## WHAT YOU ARE ASKED TO DO
The answer must consist of each line of the records below that contains the string "intent".

## SUPPLIED MATERIAL
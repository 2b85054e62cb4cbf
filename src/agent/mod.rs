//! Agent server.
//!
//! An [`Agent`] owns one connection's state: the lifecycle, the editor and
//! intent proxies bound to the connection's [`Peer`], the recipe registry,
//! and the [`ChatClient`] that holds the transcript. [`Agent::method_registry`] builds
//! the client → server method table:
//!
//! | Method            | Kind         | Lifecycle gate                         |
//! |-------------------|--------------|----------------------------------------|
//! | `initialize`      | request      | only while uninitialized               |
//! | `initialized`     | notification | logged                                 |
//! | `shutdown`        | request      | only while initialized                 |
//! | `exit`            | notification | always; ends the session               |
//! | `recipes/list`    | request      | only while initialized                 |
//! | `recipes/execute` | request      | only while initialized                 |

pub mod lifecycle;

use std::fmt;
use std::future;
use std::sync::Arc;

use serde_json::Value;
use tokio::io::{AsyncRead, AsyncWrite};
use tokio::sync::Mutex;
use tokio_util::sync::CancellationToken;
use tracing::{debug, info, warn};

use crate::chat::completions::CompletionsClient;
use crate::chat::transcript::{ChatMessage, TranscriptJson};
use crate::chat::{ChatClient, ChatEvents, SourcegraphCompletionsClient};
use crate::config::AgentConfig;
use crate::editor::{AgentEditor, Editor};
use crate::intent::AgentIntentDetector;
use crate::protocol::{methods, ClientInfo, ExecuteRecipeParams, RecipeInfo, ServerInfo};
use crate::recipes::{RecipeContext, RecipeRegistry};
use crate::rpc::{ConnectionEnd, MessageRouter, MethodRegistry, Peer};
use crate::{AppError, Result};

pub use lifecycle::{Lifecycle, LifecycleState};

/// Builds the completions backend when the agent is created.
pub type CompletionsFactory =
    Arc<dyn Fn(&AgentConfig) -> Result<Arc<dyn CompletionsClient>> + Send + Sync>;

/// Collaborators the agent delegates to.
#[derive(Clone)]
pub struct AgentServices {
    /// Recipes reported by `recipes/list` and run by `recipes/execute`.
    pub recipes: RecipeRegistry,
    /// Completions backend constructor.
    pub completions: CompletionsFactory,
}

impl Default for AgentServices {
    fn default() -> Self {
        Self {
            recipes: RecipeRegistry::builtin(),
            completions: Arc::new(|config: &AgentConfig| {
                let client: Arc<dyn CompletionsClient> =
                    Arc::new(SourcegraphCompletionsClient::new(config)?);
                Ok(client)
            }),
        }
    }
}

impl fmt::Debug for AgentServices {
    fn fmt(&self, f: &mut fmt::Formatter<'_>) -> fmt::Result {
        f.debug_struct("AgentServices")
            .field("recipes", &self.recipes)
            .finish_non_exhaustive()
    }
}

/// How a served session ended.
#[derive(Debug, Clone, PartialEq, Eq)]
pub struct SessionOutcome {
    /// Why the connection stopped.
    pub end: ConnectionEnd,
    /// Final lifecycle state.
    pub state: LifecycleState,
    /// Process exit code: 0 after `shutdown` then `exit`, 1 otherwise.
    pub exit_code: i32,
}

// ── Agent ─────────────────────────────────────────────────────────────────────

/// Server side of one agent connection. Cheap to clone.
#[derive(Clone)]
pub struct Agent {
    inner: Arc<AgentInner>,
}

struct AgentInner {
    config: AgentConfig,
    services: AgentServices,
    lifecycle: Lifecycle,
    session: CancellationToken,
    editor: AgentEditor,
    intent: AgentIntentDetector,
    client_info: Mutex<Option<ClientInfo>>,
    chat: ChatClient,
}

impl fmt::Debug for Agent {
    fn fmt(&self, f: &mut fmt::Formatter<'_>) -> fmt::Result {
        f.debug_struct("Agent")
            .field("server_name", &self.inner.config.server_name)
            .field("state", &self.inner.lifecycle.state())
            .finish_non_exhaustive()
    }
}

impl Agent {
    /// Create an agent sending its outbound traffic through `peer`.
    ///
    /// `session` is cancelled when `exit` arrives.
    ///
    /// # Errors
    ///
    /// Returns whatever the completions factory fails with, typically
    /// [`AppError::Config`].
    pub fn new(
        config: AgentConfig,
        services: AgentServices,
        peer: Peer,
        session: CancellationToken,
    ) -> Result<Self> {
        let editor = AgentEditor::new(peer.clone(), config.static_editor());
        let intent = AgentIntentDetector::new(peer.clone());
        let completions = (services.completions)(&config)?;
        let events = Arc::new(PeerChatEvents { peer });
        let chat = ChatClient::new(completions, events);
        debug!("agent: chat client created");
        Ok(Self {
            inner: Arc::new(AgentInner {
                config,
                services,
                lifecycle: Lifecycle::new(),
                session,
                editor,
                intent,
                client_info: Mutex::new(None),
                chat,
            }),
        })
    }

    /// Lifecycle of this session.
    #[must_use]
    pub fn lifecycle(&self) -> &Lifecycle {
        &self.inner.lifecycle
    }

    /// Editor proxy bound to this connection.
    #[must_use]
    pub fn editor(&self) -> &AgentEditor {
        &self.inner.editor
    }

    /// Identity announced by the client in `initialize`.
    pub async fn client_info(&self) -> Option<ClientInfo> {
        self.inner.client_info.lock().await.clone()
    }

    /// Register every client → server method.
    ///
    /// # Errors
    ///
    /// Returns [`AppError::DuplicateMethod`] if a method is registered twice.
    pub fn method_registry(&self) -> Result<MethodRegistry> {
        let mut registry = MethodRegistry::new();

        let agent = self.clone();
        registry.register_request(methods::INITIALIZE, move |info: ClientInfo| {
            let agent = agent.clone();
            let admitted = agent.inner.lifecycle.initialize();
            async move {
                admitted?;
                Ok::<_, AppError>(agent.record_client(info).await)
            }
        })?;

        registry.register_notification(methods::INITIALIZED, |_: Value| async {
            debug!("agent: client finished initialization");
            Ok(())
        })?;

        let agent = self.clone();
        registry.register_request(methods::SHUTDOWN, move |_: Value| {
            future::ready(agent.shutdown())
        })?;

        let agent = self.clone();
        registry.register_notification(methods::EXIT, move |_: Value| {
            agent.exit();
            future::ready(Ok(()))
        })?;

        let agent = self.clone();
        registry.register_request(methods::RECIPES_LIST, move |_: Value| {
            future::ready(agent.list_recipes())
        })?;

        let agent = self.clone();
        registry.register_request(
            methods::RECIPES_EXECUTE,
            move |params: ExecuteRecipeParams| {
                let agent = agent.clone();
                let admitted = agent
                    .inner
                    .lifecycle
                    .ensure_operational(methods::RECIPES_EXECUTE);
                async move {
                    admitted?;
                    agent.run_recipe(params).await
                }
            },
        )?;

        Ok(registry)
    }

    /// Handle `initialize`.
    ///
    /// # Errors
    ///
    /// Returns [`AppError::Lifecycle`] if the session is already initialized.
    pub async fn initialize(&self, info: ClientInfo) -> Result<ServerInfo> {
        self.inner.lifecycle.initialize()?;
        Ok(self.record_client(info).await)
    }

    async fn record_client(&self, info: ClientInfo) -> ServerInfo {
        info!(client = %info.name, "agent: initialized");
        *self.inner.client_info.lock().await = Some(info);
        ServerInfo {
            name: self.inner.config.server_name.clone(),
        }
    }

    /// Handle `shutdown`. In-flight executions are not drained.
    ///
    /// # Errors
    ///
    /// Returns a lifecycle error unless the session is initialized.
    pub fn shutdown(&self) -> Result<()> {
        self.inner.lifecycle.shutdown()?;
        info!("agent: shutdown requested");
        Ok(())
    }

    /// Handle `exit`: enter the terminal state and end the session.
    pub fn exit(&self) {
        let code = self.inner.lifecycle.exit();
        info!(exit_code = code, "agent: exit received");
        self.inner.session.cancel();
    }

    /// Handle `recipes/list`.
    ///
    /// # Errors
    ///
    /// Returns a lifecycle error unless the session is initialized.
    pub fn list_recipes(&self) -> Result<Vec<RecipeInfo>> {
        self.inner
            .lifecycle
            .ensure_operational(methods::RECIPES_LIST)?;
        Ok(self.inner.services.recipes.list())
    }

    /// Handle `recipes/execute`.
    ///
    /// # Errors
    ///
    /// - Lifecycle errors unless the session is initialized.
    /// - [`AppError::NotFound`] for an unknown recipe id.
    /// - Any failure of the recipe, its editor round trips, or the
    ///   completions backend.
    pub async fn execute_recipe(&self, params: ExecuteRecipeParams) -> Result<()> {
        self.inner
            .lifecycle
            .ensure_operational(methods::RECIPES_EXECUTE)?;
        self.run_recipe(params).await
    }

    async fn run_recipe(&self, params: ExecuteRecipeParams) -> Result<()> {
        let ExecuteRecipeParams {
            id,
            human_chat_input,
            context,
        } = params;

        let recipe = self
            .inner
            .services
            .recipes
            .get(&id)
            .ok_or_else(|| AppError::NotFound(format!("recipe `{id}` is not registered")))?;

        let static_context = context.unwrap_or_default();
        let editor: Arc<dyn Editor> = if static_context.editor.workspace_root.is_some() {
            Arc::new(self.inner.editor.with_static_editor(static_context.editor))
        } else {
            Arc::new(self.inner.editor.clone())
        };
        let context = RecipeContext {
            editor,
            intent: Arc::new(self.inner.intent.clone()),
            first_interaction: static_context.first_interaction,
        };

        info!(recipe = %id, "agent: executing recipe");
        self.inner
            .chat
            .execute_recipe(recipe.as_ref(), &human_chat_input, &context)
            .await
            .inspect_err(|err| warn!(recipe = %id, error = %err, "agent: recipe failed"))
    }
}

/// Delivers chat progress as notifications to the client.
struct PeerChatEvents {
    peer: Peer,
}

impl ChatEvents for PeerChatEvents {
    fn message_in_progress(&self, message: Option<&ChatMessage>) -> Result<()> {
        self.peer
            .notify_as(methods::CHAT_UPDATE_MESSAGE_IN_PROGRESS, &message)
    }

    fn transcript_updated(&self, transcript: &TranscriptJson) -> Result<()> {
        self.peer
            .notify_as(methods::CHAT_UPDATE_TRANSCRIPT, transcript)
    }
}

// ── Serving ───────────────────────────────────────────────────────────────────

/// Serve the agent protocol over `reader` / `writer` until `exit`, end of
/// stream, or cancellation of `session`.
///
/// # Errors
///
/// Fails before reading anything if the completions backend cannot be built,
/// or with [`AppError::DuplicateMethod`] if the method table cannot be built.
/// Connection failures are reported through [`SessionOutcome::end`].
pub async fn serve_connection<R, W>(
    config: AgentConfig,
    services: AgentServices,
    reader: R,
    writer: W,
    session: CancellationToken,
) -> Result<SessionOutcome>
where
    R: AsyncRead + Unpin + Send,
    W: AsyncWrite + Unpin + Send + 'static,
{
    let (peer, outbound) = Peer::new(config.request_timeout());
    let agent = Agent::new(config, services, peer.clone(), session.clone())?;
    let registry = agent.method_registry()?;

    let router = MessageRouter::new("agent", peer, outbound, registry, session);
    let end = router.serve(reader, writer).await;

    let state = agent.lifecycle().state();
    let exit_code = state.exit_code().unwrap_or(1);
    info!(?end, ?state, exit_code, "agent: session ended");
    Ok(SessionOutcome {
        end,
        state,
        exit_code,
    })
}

## ANSWER
//! intent proxies bound to the connection's [`Peer`], the recipe registry,
use crate::intent::AgentIntentDetector;
    intent: AgentIntentDetector,
        let intent = AgentIntentDetector::new(peer.clone());
                intent,
            intent: Arc::new(self.inner.intent.clone()),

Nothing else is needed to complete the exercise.